▸ Work to be completed:
Reproduce each line from the records that holds "BTreeSet".

▸ Listed entries:
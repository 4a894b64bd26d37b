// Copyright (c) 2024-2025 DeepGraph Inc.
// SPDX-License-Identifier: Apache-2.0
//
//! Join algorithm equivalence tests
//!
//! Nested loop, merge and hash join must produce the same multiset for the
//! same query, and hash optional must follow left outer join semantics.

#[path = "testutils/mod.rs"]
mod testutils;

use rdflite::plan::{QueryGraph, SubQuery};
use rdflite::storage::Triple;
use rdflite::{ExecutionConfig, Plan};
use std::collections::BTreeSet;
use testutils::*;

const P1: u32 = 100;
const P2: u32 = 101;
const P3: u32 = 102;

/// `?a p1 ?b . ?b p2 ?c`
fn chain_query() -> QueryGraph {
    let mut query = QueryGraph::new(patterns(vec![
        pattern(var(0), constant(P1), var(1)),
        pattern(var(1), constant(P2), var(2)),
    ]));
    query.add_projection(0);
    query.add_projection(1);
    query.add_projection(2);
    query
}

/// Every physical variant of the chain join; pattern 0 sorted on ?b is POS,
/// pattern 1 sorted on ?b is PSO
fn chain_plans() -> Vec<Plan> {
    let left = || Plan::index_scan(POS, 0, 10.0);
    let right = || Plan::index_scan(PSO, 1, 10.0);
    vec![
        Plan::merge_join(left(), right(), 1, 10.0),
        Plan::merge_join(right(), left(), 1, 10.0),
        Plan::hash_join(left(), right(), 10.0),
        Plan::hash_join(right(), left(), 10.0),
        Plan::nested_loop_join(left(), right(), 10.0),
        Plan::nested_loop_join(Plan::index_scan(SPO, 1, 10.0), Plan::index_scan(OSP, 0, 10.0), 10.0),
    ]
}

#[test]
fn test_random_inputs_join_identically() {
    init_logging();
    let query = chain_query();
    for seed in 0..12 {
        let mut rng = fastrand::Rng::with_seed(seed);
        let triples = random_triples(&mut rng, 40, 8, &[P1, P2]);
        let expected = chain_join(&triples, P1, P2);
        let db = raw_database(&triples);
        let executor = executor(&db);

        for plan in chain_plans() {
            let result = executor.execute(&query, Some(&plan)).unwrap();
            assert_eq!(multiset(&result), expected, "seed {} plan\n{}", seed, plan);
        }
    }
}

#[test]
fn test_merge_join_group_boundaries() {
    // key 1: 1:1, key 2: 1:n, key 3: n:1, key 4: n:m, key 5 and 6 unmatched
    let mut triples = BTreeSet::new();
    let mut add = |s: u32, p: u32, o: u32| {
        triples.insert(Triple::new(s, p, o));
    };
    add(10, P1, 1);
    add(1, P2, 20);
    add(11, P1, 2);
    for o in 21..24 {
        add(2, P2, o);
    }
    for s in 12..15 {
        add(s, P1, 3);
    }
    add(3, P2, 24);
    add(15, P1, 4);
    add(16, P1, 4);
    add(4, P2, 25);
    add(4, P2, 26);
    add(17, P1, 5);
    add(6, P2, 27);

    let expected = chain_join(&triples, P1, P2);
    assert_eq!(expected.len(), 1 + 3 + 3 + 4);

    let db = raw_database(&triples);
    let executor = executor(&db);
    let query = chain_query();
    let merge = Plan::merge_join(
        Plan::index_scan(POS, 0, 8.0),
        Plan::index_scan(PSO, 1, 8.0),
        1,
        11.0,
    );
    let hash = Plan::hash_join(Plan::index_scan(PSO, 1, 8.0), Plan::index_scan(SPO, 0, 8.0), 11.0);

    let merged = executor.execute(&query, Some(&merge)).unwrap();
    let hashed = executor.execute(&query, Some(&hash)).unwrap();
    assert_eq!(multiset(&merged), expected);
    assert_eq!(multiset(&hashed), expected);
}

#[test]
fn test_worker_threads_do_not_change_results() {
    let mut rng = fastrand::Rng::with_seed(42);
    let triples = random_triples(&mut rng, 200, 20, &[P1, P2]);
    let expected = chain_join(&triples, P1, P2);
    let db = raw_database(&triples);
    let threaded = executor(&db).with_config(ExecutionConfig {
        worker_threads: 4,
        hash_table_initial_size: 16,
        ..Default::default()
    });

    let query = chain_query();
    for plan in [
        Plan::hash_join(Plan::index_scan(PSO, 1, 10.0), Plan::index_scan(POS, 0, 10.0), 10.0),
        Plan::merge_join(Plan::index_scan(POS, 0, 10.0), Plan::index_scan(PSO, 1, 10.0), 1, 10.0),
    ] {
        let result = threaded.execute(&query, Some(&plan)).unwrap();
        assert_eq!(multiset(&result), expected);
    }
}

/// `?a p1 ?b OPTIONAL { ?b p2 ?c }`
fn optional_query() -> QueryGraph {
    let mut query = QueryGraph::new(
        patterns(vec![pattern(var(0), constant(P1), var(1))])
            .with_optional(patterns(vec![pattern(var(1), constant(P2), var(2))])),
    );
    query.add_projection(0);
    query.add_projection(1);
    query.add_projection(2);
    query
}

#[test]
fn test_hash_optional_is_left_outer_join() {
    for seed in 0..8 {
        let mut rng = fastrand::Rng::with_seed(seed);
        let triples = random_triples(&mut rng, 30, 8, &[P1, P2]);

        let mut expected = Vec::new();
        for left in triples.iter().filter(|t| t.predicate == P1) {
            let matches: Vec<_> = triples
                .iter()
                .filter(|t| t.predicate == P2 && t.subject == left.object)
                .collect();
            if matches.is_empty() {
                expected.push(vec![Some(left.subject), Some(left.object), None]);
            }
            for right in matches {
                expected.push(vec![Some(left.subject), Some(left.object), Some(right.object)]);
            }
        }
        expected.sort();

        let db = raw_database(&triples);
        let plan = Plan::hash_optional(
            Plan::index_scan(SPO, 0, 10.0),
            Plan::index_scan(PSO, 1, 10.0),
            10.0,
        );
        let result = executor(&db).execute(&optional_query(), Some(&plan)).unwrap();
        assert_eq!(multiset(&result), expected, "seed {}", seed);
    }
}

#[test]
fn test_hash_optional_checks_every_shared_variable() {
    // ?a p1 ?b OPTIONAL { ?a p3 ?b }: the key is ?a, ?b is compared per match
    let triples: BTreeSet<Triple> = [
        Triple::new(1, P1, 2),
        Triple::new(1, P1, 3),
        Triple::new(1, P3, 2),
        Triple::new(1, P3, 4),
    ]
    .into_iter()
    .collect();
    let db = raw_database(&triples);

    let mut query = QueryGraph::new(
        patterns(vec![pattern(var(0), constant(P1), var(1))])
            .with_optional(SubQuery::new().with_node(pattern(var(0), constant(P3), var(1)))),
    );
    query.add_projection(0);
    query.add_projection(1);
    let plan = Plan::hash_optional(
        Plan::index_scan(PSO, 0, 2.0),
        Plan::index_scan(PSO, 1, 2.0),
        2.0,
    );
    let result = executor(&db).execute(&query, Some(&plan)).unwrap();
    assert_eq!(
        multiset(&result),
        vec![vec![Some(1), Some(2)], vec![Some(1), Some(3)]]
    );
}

▸ Result:
use std::collections::BTreeSet;
    let mut triples = BTreeSet::new();
    let triples: BTreeSet<Triple> = [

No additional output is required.